■ **Supplied material**
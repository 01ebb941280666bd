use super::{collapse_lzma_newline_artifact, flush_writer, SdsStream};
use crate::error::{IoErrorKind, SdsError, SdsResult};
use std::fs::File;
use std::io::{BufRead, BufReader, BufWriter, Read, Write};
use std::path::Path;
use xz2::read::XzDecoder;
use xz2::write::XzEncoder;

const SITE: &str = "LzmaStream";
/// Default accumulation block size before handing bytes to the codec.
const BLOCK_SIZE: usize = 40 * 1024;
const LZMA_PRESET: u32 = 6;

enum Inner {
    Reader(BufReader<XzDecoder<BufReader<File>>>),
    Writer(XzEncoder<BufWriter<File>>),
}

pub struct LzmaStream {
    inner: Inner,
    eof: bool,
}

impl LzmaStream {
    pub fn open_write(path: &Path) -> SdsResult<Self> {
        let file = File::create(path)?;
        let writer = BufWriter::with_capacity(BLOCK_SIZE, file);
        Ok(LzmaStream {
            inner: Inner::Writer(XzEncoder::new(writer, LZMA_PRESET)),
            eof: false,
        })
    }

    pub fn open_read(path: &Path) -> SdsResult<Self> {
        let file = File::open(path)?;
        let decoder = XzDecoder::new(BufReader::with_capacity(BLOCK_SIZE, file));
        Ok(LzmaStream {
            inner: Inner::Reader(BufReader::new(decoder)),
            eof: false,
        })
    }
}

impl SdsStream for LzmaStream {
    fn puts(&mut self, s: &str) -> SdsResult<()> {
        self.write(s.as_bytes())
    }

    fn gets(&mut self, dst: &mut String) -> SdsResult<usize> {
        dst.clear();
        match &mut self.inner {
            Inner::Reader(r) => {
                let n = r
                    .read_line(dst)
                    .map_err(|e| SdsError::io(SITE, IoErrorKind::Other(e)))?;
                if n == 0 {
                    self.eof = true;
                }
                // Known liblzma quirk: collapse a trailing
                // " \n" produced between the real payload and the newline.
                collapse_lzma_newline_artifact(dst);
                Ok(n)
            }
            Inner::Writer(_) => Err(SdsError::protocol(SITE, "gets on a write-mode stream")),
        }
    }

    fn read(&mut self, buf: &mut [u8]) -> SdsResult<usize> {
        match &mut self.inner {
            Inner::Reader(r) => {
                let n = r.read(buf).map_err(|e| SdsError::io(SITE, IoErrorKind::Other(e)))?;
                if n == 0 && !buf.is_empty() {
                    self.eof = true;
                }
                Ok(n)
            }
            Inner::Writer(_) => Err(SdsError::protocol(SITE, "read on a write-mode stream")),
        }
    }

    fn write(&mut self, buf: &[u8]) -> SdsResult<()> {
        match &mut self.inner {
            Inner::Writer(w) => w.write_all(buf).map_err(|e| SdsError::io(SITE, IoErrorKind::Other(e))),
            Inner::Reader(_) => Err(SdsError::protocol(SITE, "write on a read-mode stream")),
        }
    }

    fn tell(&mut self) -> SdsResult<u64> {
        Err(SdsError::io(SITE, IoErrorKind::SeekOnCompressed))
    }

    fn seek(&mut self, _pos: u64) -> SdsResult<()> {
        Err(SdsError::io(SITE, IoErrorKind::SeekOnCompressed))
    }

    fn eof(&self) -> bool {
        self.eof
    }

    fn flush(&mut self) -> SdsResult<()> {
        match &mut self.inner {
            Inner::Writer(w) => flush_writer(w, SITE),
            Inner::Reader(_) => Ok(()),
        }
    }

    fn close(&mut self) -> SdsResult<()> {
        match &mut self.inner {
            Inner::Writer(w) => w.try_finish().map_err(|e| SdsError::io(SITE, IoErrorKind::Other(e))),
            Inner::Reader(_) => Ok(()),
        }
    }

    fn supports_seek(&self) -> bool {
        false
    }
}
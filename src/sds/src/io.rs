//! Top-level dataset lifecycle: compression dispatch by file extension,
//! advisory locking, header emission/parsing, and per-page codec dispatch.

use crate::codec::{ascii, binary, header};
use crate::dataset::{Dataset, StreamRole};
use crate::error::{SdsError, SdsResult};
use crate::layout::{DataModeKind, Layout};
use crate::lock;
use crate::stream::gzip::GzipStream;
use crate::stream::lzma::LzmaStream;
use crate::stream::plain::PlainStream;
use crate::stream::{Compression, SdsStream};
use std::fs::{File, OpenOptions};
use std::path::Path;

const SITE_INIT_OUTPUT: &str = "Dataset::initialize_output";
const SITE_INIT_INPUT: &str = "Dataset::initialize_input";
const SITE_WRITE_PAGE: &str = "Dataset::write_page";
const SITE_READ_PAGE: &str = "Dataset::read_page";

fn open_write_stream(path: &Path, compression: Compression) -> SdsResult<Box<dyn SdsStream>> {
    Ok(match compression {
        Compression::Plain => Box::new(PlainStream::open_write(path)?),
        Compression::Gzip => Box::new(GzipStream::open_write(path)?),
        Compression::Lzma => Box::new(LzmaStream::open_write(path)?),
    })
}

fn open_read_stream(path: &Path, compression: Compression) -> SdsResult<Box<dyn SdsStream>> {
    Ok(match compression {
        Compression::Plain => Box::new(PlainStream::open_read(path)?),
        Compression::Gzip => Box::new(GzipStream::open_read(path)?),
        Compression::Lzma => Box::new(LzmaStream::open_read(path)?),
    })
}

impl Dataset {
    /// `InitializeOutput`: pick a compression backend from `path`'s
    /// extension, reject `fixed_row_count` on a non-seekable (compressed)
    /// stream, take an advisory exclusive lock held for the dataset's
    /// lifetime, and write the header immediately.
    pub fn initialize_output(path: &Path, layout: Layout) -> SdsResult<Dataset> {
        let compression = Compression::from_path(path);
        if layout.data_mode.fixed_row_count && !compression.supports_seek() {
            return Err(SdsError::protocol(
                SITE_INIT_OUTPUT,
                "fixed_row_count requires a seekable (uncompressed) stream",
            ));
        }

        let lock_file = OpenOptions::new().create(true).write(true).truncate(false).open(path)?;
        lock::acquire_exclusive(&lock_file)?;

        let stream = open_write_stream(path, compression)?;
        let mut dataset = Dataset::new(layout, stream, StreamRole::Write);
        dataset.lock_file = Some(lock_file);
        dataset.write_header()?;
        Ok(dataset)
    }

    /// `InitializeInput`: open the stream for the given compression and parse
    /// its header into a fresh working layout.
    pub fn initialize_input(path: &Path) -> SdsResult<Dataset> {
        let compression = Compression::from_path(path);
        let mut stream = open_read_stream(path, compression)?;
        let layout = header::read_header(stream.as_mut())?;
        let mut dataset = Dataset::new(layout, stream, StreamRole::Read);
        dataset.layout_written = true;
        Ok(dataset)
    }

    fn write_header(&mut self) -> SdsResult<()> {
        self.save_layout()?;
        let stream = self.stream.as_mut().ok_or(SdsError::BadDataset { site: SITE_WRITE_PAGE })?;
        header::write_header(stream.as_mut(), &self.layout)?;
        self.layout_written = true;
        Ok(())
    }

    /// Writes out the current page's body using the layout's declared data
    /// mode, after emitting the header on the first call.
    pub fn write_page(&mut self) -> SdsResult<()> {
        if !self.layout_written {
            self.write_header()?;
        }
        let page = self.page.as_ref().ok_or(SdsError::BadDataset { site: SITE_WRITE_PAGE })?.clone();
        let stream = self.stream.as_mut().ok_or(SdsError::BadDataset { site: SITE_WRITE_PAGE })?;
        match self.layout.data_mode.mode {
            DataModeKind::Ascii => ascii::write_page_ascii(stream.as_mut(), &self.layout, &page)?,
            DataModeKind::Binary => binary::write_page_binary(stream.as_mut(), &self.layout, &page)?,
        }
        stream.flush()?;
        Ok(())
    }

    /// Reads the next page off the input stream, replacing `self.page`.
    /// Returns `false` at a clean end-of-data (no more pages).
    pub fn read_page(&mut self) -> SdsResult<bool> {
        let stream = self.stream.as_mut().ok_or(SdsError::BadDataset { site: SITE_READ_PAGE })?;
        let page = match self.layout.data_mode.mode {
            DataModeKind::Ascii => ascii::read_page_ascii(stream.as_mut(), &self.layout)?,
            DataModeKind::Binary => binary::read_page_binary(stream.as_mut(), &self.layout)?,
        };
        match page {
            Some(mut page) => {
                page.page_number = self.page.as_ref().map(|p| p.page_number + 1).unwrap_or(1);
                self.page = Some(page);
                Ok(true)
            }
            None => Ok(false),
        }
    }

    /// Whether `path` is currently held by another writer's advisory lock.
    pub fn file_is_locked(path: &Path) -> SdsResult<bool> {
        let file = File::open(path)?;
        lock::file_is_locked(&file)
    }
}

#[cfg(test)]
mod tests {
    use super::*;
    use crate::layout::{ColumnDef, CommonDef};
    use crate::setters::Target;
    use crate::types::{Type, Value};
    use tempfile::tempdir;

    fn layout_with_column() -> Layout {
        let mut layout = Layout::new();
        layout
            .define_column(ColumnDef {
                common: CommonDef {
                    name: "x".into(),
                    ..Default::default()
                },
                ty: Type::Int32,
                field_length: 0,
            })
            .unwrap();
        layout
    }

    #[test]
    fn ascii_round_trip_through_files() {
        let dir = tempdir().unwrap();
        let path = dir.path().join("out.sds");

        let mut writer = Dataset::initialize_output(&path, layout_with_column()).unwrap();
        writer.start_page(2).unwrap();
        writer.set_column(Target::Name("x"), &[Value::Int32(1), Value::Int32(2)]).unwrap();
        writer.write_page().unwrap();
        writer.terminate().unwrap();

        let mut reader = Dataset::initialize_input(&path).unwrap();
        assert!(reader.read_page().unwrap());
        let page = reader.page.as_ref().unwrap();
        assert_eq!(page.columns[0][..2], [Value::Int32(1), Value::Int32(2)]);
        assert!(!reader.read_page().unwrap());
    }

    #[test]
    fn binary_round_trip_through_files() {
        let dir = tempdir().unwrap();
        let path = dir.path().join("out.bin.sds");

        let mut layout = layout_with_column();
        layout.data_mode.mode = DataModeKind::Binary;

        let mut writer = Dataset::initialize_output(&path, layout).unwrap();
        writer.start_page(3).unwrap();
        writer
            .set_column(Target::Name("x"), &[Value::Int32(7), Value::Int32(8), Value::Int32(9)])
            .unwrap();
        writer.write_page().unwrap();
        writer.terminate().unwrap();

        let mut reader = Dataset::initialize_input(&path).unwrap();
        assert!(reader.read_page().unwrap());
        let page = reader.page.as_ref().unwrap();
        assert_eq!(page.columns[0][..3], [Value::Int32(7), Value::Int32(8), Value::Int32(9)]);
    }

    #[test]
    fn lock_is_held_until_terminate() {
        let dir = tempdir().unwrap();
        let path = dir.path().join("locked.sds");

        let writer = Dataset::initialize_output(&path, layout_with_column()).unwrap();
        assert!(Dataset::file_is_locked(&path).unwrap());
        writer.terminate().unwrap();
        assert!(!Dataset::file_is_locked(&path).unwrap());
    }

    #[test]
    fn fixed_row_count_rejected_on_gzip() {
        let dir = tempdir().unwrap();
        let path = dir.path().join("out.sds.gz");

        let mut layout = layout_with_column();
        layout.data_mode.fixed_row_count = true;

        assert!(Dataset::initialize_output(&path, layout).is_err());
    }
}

■ **Task item**
Only the lines from the beginning of the material to the line containing "fn puts(&mut self, s: &str)" should be echoed, verbatim and in full.

■ **Your response**
repository 01ebb941280666bd
use super::{collapse_lzma_newline_artifact, flush_writer, SdsStream};
use crate::error::{IoErrorKind, SdsError, SdsResult};
use std::fs::File;
use std::io::{BufRead, BufReader, BufWriter, Read, Write};
use std::path::Path;
use xz2::read::XzDecoder;
use xz2::write::XzEncoder;

const SITE: &str = "LzmaStream";
/// Default accumulation block size before handing bytes to the codec.
const BLOCK_SIZE: usize = 40 * 1024;
const LZMA_PRESET: u32 = 6;

enum Inner {
    Reader(BufReader<XzDecoder<BufReader<File>>>),
    Writer(XzEncoder<BufWriter<File>>),
}

pub struct LzmaStream {
    inner: Inner,
    eof: bool,
}

impl LzmaStream {
    pub fn open_write(path: &Path) -> SdsResult<Self> {
        let file = File::create(path)?;
        let writer = BufWriter::with_capacity(BLOCK_SIZE, file);
        Ok(LzmaStream {
            inner: Inner::Writer(XzEncoder::new(writer, LZMA_PRESET)),
            eof: false,
        })
    }

    pub fn open_read(path: &Path) -> SdsResult<Self> {
        let file = File::open(path)?;
        let decoder = XzDecoder::new(BufReader::with_capacity(BLOCK_SIZE, file));
        Ok(LzmaStream {
            inner: Inner::Reader(BufReader::new(decoder)),
            eof: false,
        })
    }
}

impl SdsStream for LzmaStream {
    fn puts(&mut self, s: &str) -> SdsResult<()> {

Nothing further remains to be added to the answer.